# Work instruction
Only the count should appear in your answer: how many lines of the data below contain the word "async"?

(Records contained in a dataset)
==*==

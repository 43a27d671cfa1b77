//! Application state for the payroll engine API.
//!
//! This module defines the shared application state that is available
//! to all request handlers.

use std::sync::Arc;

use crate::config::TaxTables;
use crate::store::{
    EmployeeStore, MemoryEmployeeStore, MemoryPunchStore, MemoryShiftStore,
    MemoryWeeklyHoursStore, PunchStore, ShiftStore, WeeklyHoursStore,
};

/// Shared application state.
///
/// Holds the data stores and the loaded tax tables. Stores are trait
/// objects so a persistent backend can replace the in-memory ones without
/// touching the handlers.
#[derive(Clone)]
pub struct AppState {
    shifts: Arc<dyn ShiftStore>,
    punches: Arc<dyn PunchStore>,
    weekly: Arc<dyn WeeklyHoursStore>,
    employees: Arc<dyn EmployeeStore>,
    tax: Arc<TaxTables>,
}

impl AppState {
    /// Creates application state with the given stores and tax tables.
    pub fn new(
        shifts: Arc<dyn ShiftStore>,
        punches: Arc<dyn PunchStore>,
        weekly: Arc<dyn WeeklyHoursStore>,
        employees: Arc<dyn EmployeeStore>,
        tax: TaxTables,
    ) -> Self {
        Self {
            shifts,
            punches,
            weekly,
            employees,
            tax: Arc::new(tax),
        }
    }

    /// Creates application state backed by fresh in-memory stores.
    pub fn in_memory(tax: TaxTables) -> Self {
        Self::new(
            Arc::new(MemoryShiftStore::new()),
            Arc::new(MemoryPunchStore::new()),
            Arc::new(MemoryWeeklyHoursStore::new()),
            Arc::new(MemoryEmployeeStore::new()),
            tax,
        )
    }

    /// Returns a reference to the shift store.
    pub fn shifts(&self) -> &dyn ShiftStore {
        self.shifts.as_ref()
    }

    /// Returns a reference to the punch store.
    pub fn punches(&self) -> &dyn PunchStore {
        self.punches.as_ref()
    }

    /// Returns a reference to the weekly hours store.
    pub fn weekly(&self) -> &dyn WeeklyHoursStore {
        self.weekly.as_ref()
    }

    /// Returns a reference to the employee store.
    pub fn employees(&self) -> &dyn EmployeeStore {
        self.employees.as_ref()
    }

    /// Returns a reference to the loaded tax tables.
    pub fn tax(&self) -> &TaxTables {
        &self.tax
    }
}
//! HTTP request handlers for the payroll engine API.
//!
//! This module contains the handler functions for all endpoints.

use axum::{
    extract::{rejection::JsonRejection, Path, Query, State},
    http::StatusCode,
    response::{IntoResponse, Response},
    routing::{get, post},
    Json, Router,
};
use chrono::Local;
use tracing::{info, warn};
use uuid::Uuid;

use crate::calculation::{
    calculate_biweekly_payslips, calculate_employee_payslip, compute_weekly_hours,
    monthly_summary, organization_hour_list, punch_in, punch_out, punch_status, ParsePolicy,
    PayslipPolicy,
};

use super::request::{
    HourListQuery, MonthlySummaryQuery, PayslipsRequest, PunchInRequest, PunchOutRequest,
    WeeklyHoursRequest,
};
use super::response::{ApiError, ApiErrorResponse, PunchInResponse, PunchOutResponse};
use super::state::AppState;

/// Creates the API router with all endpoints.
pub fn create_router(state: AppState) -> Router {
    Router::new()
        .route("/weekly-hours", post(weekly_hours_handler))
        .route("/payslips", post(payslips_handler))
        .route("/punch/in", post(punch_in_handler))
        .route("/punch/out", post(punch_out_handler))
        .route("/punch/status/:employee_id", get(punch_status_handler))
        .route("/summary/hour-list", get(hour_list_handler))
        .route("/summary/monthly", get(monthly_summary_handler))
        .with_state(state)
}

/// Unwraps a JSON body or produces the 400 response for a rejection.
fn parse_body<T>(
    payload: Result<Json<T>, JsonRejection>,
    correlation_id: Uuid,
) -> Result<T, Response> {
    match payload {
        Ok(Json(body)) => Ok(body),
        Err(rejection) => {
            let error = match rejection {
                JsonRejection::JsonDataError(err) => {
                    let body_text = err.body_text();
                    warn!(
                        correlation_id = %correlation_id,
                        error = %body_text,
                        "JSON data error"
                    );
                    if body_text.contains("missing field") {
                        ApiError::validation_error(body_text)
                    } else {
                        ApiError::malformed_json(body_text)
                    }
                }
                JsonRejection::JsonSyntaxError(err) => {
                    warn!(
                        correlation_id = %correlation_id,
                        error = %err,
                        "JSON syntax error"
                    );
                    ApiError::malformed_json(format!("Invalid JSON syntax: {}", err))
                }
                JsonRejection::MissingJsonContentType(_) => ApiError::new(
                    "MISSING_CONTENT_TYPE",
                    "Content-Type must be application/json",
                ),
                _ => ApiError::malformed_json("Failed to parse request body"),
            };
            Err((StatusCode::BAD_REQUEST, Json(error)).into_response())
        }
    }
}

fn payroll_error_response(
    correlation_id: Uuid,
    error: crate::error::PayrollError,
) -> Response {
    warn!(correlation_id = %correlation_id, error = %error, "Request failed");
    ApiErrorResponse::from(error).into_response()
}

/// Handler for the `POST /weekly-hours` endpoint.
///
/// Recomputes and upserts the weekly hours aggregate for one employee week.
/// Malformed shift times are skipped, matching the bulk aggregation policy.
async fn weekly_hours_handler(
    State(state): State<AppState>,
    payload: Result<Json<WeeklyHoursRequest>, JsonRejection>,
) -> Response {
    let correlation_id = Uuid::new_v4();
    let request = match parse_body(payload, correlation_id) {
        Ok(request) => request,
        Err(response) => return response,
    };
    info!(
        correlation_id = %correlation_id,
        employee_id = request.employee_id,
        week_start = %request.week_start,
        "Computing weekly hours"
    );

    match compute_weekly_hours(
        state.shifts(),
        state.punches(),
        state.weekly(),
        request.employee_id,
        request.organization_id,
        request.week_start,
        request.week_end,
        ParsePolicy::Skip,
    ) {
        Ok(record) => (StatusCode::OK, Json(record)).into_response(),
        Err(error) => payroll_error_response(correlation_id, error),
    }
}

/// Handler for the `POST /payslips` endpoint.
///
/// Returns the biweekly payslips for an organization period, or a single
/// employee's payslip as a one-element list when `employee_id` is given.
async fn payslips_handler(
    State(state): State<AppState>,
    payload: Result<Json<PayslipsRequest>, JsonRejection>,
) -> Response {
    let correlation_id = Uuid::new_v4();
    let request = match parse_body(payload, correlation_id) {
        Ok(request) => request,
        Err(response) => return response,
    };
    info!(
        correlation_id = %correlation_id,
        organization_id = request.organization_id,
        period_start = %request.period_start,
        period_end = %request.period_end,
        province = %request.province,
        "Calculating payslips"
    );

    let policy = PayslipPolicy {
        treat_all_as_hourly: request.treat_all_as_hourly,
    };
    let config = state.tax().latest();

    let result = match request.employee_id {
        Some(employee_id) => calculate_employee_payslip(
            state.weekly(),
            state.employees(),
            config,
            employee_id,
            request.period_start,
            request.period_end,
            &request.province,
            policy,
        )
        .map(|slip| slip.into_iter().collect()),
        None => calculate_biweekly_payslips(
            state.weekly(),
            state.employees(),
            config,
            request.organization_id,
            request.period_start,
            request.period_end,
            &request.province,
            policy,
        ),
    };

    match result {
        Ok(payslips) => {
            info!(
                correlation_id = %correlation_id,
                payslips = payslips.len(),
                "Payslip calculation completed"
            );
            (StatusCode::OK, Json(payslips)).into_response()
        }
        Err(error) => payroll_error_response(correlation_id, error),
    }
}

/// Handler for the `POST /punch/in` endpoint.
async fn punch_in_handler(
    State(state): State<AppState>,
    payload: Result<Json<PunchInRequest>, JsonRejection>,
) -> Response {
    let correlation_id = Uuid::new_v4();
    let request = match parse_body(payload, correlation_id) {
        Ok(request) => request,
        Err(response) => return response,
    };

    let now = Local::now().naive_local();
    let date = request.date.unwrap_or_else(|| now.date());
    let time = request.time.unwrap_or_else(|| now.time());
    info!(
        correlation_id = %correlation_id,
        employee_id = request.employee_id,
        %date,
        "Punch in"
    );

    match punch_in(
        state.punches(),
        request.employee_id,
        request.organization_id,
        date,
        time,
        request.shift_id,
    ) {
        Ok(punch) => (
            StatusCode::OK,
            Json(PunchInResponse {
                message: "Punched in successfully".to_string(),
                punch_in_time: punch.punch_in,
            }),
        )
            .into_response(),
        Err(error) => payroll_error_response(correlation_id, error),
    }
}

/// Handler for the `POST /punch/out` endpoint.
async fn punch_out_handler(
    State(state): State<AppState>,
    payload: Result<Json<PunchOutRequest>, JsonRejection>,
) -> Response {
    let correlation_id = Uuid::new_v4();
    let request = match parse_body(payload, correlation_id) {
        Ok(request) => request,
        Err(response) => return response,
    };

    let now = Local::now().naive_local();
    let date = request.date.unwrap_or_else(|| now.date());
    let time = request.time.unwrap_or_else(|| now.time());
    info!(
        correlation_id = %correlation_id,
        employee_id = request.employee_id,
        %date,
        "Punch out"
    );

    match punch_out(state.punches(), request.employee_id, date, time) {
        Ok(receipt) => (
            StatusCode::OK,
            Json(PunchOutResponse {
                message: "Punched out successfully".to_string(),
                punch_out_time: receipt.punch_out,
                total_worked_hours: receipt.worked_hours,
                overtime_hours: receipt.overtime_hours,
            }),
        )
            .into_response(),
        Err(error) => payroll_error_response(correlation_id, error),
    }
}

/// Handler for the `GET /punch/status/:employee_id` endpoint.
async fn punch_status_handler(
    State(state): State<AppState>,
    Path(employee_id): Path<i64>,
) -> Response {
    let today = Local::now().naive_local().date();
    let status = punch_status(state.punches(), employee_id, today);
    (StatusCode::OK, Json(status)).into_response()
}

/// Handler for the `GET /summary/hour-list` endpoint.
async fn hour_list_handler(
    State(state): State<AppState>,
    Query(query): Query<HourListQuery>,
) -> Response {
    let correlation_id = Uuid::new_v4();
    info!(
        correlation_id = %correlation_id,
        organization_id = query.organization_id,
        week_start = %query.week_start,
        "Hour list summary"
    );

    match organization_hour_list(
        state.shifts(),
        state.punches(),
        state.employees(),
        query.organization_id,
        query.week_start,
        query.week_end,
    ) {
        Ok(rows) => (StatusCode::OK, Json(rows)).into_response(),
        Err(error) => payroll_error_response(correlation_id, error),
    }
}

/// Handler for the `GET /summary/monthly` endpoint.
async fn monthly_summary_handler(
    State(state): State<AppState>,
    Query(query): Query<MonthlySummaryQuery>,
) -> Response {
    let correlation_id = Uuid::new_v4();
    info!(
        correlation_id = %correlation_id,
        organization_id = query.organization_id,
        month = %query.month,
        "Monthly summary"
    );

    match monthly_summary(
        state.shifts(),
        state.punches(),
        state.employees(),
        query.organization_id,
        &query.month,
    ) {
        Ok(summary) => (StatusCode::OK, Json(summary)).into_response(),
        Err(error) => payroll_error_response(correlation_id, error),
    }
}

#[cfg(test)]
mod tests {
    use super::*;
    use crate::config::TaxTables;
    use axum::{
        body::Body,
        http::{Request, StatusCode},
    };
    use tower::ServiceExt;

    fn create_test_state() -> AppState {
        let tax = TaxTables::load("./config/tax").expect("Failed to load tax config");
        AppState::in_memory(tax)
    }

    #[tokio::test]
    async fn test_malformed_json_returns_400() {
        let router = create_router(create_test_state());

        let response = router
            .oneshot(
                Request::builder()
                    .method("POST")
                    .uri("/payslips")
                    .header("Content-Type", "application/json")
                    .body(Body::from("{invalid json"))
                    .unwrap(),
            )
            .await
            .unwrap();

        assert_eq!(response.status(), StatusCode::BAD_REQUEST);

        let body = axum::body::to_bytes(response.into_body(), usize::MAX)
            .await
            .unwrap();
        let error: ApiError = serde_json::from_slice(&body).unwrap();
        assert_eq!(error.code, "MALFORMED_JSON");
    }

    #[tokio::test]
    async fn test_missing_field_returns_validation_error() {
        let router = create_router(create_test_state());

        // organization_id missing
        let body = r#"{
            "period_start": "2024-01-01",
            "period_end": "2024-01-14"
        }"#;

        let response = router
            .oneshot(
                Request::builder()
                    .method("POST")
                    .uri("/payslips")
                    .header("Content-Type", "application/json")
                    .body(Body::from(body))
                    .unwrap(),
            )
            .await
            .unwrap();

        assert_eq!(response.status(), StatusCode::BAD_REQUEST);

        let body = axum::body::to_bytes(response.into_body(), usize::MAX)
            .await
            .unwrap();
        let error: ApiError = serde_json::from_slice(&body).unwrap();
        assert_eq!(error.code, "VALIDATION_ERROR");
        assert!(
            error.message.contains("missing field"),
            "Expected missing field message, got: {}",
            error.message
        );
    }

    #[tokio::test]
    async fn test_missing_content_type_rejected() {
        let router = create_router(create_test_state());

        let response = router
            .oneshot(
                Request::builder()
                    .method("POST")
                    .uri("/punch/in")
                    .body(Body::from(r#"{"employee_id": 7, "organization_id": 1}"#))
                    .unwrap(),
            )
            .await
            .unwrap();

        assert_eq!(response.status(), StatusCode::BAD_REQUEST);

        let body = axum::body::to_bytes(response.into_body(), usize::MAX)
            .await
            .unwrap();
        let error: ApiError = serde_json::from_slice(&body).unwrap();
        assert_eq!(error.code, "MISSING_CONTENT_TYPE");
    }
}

==*==

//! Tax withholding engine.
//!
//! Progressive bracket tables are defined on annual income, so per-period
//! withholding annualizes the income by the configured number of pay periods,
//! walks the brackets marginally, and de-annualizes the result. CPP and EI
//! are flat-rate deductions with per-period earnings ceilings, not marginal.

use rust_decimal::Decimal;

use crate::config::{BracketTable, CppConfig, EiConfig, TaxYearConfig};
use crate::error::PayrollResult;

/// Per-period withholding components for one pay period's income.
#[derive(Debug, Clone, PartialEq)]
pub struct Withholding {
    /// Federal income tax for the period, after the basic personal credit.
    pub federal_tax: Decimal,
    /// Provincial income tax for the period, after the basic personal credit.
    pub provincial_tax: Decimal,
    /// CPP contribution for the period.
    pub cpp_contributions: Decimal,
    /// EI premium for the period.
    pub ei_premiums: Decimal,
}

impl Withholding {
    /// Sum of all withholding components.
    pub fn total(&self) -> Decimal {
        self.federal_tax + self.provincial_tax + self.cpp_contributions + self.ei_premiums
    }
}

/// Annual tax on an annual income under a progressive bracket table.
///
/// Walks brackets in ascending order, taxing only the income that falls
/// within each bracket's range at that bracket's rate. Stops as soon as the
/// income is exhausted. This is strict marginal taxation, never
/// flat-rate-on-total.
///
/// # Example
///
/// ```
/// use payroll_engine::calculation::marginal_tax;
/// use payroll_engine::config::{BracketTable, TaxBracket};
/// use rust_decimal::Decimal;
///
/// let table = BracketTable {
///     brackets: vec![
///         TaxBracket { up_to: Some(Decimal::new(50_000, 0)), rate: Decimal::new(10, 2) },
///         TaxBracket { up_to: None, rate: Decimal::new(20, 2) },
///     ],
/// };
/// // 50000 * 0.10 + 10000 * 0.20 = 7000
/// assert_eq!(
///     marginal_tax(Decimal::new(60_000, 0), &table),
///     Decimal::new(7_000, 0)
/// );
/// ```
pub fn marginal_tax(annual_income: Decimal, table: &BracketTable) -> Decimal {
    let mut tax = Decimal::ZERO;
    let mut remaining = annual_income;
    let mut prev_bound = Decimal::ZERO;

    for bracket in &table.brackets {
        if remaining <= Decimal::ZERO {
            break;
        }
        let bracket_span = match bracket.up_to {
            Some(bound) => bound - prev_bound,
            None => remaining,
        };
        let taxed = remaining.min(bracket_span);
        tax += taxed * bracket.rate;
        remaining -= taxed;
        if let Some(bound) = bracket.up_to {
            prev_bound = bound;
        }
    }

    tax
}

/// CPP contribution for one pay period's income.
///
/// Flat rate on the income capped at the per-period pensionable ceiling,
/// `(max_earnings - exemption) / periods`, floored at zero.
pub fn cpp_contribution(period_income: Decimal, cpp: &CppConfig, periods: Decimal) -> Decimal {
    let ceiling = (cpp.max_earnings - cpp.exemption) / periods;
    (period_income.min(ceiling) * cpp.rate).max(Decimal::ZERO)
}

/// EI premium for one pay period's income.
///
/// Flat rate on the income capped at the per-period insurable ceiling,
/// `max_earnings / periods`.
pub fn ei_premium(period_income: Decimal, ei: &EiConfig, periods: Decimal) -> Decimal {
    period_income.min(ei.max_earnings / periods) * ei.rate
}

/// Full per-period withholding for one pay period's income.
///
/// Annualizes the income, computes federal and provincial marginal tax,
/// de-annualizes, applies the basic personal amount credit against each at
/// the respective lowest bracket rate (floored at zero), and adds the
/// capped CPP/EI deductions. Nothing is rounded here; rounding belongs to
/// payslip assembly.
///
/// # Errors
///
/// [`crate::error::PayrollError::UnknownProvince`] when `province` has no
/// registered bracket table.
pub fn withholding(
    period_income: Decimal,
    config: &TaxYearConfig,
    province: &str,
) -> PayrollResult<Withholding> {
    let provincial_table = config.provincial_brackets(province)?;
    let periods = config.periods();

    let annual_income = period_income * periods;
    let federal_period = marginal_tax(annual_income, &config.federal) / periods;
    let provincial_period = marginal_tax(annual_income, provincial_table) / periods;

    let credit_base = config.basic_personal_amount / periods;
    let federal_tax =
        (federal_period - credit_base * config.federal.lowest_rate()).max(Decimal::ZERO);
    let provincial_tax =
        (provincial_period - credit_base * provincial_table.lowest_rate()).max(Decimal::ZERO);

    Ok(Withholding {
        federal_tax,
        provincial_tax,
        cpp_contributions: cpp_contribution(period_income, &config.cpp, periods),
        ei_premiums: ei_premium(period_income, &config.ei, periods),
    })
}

==*==

# Task result
10